(Records from a collection)
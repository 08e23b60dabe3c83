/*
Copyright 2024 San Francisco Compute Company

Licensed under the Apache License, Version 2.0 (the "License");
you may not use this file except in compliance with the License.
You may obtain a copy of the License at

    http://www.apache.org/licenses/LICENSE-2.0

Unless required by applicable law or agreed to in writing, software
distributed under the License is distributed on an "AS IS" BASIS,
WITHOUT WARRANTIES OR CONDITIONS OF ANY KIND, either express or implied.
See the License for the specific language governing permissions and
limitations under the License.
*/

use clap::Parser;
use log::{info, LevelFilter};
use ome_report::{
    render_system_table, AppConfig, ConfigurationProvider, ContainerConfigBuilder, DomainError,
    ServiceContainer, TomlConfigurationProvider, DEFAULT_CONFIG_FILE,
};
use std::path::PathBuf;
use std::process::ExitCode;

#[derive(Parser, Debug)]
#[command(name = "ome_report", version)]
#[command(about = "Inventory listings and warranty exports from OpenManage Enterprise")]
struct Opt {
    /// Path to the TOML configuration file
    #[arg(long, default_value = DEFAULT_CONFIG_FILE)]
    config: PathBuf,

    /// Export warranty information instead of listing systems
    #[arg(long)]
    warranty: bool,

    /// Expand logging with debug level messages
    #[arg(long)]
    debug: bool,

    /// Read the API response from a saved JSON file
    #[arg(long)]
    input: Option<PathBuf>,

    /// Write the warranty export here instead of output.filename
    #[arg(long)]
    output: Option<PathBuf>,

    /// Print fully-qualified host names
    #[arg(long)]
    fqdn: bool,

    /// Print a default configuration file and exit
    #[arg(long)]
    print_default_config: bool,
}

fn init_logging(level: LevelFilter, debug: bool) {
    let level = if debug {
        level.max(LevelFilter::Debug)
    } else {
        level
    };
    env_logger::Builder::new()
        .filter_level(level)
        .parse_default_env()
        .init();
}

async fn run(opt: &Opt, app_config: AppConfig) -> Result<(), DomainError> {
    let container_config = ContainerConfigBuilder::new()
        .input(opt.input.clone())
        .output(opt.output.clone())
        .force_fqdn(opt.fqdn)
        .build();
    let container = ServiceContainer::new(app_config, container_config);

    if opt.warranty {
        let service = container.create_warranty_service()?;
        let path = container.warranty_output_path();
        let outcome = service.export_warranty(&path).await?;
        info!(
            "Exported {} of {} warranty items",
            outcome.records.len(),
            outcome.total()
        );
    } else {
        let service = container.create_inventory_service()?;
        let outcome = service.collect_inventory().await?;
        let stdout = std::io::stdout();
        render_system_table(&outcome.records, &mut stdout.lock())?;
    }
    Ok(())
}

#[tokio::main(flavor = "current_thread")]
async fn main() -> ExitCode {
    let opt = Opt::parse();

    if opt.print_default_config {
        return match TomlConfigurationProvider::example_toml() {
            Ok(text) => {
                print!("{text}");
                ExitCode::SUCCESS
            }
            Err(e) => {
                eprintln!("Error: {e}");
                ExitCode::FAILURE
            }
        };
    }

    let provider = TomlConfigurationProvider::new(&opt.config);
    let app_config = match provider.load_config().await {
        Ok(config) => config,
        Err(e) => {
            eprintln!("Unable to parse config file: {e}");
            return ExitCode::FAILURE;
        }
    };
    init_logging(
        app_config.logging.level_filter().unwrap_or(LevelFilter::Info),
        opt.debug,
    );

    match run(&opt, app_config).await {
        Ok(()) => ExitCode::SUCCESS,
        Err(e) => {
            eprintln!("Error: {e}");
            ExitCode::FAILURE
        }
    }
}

==

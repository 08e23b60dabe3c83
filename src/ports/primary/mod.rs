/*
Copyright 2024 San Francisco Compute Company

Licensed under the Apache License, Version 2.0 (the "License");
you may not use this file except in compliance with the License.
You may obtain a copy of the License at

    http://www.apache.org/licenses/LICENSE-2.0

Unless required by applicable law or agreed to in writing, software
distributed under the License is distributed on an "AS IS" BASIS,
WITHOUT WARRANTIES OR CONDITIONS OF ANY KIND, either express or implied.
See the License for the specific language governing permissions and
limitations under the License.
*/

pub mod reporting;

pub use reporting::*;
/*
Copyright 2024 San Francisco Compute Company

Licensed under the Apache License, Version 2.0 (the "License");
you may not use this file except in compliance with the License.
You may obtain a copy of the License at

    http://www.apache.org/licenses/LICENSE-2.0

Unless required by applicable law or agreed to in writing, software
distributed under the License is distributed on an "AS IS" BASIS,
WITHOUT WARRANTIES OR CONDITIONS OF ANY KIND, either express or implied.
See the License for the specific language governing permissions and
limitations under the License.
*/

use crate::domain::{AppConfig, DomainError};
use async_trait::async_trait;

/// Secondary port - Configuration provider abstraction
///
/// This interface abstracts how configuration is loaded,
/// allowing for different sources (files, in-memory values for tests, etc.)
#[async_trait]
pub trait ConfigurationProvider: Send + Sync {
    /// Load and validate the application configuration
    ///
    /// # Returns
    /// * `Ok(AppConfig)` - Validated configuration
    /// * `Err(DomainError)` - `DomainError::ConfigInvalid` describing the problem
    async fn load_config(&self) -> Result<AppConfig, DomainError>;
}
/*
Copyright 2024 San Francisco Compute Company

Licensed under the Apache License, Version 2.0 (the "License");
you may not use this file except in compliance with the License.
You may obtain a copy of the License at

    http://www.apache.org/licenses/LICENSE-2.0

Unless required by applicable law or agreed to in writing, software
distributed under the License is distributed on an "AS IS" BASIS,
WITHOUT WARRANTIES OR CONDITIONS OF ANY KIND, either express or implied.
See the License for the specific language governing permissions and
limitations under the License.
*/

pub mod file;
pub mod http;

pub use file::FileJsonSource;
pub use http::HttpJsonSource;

==

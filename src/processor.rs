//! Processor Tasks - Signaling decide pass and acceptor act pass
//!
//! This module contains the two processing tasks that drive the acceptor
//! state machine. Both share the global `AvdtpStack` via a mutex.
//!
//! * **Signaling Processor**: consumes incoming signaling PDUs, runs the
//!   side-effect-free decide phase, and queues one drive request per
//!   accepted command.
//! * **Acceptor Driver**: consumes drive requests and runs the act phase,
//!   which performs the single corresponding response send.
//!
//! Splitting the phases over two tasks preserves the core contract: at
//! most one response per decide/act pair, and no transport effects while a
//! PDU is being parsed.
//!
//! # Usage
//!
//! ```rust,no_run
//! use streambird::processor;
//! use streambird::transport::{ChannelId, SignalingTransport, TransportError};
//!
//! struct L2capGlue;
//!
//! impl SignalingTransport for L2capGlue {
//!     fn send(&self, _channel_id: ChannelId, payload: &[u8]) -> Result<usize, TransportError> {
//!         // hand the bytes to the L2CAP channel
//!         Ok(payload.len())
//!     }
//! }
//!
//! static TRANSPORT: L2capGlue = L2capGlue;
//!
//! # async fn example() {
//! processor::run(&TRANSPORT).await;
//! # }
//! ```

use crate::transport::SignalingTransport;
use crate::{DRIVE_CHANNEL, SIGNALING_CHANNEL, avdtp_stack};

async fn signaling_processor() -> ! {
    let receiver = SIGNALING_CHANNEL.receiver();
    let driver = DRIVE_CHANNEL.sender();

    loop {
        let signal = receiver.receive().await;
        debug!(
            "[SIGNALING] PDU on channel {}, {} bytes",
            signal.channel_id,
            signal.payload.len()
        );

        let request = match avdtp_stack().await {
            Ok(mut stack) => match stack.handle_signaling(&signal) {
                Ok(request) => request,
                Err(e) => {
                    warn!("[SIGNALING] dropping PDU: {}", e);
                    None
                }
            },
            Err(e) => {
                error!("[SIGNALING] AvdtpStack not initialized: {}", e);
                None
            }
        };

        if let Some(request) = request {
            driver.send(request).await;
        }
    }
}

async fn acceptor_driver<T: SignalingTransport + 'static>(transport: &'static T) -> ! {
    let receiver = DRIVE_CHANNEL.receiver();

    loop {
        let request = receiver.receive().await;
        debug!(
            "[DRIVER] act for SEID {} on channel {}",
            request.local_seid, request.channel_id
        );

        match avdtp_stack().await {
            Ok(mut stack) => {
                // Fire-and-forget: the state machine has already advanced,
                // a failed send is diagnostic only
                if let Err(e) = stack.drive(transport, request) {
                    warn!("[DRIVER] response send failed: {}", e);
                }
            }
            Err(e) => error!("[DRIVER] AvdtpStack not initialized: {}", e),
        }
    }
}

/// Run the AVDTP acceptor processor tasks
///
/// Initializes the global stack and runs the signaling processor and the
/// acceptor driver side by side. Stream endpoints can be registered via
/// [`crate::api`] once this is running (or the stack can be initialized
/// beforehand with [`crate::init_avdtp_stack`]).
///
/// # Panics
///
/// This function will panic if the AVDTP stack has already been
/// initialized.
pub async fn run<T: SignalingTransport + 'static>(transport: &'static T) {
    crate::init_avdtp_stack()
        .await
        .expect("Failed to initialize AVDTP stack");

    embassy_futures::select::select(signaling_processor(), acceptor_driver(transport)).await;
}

▸ **Work order**
From the records above, quote only the lines running from the line with "the application configuration" to the line with "pub use http::HttpJsonSource;", both lines included.

▸ **Worked solution**
    /// Load and validate the application configuration
    ///
    /// # Returns
    /// * `Ok(AppConfig)` - Validated configuration
    /// * `Err(DomainError)` - `DomainError::ConfigInvalid` describing the problem
    async fn load_config(&self) -> Result<AppConfig, DomainError>;
}
/*
Copyright 2024 San Francisco Compute Company

Licensed under the Apache License, Version 2.0 (the "License");
you may not use this file except in compliance with the License.
You may obtain a copy of the License at

    http://www.apache.org/licenses/LICENSE-2.0

Unless required by applicable law or agreed to in writing, software
distributed under the License is distributed on an "AS IS" BASIS,
WITHOUT WARRANTIES OR CONDITIONS OF ANY KIND, either express or implied.
See the License for the specific language governing permissions and
limitations under the License.
*/

pub mod file;
pub mod http;

pub use file::FileJsonSource;
pub use http::HttpJsonSource;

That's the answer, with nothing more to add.